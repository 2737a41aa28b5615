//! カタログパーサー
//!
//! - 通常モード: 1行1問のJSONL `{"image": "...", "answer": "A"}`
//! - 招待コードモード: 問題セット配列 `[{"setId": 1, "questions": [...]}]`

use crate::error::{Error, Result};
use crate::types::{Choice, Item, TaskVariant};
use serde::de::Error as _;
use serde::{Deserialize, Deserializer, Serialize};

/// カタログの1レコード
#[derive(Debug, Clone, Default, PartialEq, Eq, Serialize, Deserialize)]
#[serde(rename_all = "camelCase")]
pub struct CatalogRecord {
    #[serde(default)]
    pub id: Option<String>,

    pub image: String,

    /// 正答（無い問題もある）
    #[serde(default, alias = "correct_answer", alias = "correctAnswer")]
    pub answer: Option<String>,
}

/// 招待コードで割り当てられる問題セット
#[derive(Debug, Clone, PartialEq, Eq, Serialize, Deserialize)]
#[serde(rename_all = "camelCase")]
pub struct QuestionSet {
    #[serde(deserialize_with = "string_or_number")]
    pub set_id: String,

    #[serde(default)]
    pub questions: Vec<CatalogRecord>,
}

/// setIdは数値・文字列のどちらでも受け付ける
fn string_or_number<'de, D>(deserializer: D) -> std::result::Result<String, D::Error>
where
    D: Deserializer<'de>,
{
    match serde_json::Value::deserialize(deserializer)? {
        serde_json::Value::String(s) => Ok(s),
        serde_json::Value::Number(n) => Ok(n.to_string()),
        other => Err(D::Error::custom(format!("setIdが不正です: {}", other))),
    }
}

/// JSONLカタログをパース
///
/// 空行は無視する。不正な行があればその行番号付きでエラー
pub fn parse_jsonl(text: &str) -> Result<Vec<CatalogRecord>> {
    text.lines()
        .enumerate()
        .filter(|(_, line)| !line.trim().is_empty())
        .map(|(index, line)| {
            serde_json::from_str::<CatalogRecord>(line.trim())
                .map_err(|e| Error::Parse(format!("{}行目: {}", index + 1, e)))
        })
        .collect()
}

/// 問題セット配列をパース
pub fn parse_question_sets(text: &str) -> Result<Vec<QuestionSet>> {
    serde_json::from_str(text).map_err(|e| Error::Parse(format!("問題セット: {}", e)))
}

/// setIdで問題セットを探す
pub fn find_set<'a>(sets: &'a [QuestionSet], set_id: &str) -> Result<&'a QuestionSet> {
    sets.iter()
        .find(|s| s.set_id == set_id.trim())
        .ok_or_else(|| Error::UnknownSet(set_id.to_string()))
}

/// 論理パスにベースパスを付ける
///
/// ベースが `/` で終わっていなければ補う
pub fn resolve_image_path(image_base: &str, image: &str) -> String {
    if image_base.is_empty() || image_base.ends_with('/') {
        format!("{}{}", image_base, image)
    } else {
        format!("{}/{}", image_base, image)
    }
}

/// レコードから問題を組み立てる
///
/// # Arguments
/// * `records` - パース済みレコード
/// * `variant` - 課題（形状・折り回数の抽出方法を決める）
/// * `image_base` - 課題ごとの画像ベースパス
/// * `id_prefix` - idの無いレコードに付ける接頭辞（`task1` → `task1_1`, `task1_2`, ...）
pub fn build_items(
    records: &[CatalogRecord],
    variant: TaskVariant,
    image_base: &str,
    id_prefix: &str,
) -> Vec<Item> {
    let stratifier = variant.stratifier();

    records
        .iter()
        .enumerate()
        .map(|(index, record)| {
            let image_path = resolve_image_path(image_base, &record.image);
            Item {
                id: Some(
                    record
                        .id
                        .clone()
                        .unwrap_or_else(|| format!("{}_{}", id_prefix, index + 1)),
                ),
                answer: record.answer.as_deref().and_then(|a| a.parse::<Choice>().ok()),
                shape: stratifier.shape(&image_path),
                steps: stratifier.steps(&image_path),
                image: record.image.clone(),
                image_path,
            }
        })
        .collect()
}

--

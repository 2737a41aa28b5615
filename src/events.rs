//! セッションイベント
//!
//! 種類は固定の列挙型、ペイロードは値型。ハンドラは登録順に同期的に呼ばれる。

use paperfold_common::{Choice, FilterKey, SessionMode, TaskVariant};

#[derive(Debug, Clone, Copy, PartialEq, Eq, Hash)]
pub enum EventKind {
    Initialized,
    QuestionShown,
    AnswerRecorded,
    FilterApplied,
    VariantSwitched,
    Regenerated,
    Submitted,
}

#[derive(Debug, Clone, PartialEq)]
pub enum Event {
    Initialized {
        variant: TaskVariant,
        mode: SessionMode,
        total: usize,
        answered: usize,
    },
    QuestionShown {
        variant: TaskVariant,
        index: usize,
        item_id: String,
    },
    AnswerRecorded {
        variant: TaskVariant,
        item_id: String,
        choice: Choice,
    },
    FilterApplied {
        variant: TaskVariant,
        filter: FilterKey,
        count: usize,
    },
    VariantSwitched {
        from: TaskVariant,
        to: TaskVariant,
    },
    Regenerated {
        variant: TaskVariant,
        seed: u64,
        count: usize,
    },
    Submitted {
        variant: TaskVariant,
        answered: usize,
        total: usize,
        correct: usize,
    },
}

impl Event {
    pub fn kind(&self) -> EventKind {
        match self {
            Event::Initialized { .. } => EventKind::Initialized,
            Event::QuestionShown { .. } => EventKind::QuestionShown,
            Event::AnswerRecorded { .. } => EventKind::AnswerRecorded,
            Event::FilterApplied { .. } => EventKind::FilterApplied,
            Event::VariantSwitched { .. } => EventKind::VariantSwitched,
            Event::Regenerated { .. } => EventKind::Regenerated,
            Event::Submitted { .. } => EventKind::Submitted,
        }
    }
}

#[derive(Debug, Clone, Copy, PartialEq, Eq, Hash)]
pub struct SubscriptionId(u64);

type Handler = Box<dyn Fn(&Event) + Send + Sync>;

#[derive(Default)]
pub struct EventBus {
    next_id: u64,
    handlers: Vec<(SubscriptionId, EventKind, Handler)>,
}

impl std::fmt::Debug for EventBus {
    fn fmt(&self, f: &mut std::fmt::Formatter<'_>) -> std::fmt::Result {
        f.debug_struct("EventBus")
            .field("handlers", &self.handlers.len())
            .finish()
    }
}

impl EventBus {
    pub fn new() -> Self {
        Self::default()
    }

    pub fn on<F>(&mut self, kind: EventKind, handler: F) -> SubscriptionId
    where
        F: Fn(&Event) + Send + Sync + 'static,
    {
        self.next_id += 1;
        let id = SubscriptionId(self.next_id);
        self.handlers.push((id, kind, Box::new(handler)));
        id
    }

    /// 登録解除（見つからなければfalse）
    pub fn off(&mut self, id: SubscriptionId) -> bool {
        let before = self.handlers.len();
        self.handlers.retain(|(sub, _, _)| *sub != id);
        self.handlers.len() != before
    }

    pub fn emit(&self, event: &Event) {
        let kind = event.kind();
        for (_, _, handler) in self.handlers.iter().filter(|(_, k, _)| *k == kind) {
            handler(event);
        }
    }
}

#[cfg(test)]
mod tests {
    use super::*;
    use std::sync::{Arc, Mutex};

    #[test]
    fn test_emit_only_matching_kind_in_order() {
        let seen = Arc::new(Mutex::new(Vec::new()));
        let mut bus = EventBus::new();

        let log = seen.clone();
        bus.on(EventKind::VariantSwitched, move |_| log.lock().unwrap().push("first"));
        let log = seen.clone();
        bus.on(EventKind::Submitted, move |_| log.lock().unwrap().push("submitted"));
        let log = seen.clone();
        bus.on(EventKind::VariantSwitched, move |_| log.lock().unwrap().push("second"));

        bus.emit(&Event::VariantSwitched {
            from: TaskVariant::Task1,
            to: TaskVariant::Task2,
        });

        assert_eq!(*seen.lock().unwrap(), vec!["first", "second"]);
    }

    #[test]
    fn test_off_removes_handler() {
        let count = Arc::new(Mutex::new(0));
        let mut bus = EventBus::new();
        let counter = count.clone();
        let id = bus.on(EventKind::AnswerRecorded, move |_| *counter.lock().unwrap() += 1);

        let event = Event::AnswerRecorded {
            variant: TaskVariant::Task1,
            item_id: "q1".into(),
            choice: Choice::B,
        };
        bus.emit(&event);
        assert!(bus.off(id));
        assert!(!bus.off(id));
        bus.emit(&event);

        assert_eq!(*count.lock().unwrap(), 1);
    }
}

...

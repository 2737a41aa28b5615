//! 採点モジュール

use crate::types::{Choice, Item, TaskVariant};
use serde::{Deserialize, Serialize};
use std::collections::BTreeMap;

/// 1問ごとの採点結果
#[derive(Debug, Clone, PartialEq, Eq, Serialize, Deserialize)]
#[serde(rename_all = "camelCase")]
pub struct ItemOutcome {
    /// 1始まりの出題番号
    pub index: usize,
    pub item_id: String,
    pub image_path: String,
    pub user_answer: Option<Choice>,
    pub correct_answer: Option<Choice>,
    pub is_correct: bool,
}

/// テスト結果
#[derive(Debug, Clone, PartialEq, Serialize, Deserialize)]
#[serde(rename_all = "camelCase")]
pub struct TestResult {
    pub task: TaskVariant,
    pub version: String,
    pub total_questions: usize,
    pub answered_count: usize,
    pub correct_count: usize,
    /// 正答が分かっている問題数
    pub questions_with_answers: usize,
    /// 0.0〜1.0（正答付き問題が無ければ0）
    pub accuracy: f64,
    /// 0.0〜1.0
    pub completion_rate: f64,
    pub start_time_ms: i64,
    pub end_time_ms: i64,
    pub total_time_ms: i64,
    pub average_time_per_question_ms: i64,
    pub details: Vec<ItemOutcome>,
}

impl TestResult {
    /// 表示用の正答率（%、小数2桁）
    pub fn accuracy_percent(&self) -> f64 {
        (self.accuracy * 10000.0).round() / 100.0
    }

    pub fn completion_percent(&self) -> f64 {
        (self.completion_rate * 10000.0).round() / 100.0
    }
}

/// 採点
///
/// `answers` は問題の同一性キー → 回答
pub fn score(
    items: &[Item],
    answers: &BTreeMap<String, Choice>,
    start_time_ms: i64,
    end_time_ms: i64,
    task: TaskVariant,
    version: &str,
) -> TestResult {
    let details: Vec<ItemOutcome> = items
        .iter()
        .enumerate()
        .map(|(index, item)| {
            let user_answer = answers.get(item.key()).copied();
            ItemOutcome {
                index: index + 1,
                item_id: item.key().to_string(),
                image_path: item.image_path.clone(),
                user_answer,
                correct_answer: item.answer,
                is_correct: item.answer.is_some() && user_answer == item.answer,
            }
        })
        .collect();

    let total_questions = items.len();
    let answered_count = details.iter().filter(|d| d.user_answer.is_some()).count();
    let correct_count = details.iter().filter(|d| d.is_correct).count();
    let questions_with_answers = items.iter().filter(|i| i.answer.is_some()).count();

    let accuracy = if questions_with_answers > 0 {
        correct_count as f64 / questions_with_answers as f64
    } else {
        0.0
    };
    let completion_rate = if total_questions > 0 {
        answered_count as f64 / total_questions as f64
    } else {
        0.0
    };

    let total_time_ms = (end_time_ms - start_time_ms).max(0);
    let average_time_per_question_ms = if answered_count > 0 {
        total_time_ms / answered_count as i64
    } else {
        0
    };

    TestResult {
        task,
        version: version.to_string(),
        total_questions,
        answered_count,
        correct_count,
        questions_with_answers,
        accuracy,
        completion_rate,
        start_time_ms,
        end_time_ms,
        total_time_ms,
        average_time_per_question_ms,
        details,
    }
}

## YOUR ASSIGNMENT
For every line above that holds the string "AnswerRecorded", add one to a count; give that count alone.

## TASK RESPONSE
5